- DATA SECTION -
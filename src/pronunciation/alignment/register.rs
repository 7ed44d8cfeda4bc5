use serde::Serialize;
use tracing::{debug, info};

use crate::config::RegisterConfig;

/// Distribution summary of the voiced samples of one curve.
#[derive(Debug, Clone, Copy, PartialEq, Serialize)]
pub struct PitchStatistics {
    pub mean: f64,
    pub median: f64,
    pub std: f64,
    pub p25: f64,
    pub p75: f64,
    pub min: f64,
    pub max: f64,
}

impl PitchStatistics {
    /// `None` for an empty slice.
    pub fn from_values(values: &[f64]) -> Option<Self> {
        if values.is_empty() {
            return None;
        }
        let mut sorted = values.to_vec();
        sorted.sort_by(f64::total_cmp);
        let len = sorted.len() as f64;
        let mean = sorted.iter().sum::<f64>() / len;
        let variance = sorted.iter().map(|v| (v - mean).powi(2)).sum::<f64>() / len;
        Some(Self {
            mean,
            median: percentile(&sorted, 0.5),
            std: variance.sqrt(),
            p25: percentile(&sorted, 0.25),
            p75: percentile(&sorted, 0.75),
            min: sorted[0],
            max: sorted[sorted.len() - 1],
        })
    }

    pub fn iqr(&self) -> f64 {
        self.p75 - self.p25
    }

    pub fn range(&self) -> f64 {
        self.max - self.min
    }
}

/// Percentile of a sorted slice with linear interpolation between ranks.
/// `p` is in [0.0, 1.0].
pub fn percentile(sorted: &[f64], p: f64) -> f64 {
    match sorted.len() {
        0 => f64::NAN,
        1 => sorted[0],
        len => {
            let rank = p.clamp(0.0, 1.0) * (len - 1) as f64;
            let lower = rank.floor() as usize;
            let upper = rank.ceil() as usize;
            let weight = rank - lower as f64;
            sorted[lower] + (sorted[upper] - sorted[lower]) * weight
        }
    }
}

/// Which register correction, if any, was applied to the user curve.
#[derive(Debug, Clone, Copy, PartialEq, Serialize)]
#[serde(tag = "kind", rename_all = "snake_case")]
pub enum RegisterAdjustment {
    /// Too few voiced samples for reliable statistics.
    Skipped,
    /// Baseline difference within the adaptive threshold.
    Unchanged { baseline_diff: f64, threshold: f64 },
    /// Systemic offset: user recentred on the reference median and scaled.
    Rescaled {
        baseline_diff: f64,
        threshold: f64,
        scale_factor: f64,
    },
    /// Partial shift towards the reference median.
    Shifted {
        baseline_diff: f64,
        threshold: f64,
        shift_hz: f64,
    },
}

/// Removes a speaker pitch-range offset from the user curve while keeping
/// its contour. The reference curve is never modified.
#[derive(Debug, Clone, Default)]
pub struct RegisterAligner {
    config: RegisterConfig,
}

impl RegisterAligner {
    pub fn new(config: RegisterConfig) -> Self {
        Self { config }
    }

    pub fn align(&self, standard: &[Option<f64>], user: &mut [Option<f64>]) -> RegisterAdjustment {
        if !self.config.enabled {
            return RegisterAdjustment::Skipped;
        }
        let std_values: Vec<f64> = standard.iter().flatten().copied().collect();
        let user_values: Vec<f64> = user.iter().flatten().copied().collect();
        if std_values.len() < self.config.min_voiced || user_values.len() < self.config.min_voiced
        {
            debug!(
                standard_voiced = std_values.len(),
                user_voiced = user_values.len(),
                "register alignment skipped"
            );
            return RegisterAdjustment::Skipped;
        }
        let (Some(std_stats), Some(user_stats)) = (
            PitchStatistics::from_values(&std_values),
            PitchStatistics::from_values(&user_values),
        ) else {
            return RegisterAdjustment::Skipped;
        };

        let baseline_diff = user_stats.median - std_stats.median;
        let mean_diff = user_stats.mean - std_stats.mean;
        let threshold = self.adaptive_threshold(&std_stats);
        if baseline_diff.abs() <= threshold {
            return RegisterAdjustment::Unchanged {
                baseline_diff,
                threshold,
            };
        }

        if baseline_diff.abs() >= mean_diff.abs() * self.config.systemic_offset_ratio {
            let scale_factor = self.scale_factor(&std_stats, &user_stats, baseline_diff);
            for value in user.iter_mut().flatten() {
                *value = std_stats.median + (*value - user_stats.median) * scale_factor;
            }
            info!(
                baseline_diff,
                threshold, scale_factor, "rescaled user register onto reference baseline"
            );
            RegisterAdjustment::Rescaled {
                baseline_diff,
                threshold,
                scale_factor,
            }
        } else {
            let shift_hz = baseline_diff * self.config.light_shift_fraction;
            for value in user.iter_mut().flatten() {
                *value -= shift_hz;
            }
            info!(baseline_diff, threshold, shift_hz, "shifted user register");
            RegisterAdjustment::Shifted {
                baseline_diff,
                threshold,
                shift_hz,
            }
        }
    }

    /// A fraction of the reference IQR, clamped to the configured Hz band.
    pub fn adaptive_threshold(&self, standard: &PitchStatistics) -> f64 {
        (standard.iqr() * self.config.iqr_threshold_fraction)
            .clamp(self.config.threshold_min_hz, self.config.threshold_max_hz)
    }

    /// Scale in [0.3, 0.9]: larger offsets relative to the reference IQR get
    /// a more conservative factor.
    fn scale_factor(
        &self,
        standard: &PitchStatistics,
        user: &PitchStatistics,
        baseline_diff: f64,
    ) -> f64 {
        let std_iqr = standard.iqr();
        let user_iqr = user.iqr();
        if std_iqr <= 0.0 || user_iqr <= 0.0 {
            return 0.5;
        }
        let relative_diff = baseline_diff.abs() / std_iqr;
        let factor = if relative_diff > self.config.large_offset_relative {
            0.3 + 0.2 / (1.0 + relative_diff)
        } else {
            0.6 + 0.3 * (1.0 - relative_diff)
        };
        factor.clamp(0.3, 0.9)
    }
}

- EXERCISE GOAL -
Your task is to repeat the data exactly; please include every line.

- TASK ANSWER -
filename src/pronunciation/alignment/register.rs
repository 7ed44d8cfeda4bc5
use serde::Serialize;
use tracing::{debug, info};

use crate::config::RegisterConfig;

/// Distribution summary of the voiced samples of one curve.
#[derive(Debug, Clone, Copy, PartialEq, Serialize)]
pub struct PitchStatistics {
    pub mean: f64,
    pub median: f64,
    pub std: f64,
    pub p25: f64,
    pub p75: f64,
    pub min: f64,
    pub max: f64,
}

impl PitchStatistics {
    /// `None` for an empty slice.
    pub fn from_values(values: &[f64]) -> Option<Self> {
        if values.is_empty() {
            return None;
        }
        let mut sorted = values.to_vec();
        sorted.sort_by(f64::total_cmp);
        let len = sorted.len() as f64;
        let mean = sorted.iter().sum::<f64>() / len;
        let variance = sorted.iter().map(|v| (v - mean).powi(2)).sum::<f64>() / len;
        Some(Self {
            mean,
            median: percentile(&sorted, 0.5),
            std: variance.sqrt(),
            p25: percentile(&sorted, 0.25),
            p75: percentile(&sorted, 0.75),
            min: sorted[0],
            max: sorted[sorted.len() - 1],
        })
    }

    pub fn iqr(&self) -> f64 {
        self.p75 - self.p25
    }

    pub fn range(&self) -> f64 {
        self.max - self.min
    }
}

/// Percentile of a sorted slice with linear interpolation between ranks.
/// `p` is in [0.0, 1.0].
pub fn percentile(sorted: &[f64], p: f64) -> f64 {
    match sorted.len() {
        0 => f64::NAN,
        1 => sorted[0],
        len => {
            let rank = p.clamp(0.0, 1.0) * (len - 1) as f64;
            let lower = rank.floor() as usize;
            let upper = rank.ceil() as usize;
            let weight = rank - lower as f64;
            sorted[lower] + (sorted[upper] - sorted[lower]) * weight
        }
    }
}

/// Which register correction, if any, was applied to the user curve.
#[derive(Debug, Clone, Copy, PartialEq, Serialize)]
#[serde(tag = "kind", rename_all = "snake_case")]
pub enum RegisterAdjustment {
    /// Too few voiced samples for reliable statistics.
    Skipped,
    /// Baseline difference within the adaptive threshold.
    Unchanged { baseline_diff: f64, threshold: f64 },
    /// Systemic offset: user recentred on the reference median and scaled.
    Rescaled {
        baseline_diff: f64,
        threshold: f64,
        scale_factor: f64,
    },
    /// Partial shift towards the reference median.
    Shifted {
        baseline_diff: f64,
        threshold: f64,
        shift_hz: f64,
    },
}

/// Removes a speaker pitch-range offset from the user curve while keeping
/// its contour. The reference curve is never modified.
#[derive(Debug, Clone, Default)]
pub struct RegisterAligner {
    config: RegisterConfig,
}

impl RegisterAligner {
    pub fn new(config: RegisterConfig) -> Self {
        Self { config }
    }

    pub fn align(&self, standard: &[Option<f64>], user: &mut [Option<f64>]) -> RegisterAdjustment {
        if !self.config.enabled {
            return RegisterAdjustment::Skipped;
        }
        let std_values: Vec<f64> = standard.iter().flatten().copied().collect();
        let user_values: Vec<f64> = user.iter().flatten().copied().collect();
        if std_values.len() < self.config.min_voiced || user_values.len() < self.config.min_voiced
        {
            debug!(
                standard_voiced = std_values.len(),
                user_voiced = user_values.len(),
                "register alignment skipped"
            );
            return RegisterAdjustment::Skipped;
        }
        let (Some(std_stats), Some(user_stats)) = (
            PitchStatistics::from_values(&std_values),
            PitchStatistics::from_values(&user_values),
        ) else {
            return RegisterAdjustment::Skipped;
        };

        let baseline_diff = user_stats.median - std_stats.median;
        let mean_diff = user_stats.mean - std_stats.mean;
        let threshold = self.adaptive_threshold(&std_stats);
        if baseline_diff.abs() <= threshold {
            return RegisterAdjustment::Unchanged {
                baseline_diff,
                threshold,
            };
        }

        if baseline_diff.abs() >= mean_diff.abs() * self.config.systemic_offset_ratio {
            let scale_factor = self.scale_factor(&std_stats, &user_stats, baseline_diff);
            for value in user.iter_mut().flatten() {
                *value = std_stats.median + (*value - user_stats.median) * scale_factor;
            }
            info!(
                baseline_diff,
                threshold, scale_factor, "rescaled user register onto reference baseline"
            );
            RegisterAdjustment::Rescaled {
                baseline_diff,
                threshold,
                scale_factor,
            }
        } else {
            let shift_hz = baseline_diff * self.config.light_shift_fraction;
            for value in user.iter_mut().flatten() {
                *value -= shift_hz;
            }
            info!(baseline_diff, threshold, shift_hz, "shifted user register");
            RegisterAdjustment::Shifted {
                baseline_diff,
                threshold,
                shift_hz,
            }
        }
    }

    /// A fraction of the reference IQR, clamped to the configured Hz band.
    pub fn adaptive_threshold(&self, standard: &PitchStatistics) -> f64 {
        (standard.iqr() * self.config.iqr_threshold_fraction)
            .clamp(self.config.threshold_min_hz, self.config.threshold_max_hz)
    }

    /// Scale in [0.3, 0.9]: larger offsets relative to the reference IQR get
    /// a more conservative factor.
    fn scale_factor(
        &self,
        standard: &PitchStatistics,
        user: &PitchStatistics,
        baseline_diff: f64,
    ) -> f64 {
        let std_iqr = standard.iqr();
        let user_iqr = user.iqr();
        if std_iqr <= 0.0 || user_iqr <= 0.0 {
            return 0.5;
        }
        let relative_diff = baseline_diff.abs() / std_iqr;
        let factor = if relative_diff > self.config.large_offset_relative {
            0.3 + 0.2 / (1.0 + relative_diff)
        } else {
            0.6 + 0.3 * (1.0 - relative_diff)
        };
        factor.clamp(0.3, 0.9)
    }
}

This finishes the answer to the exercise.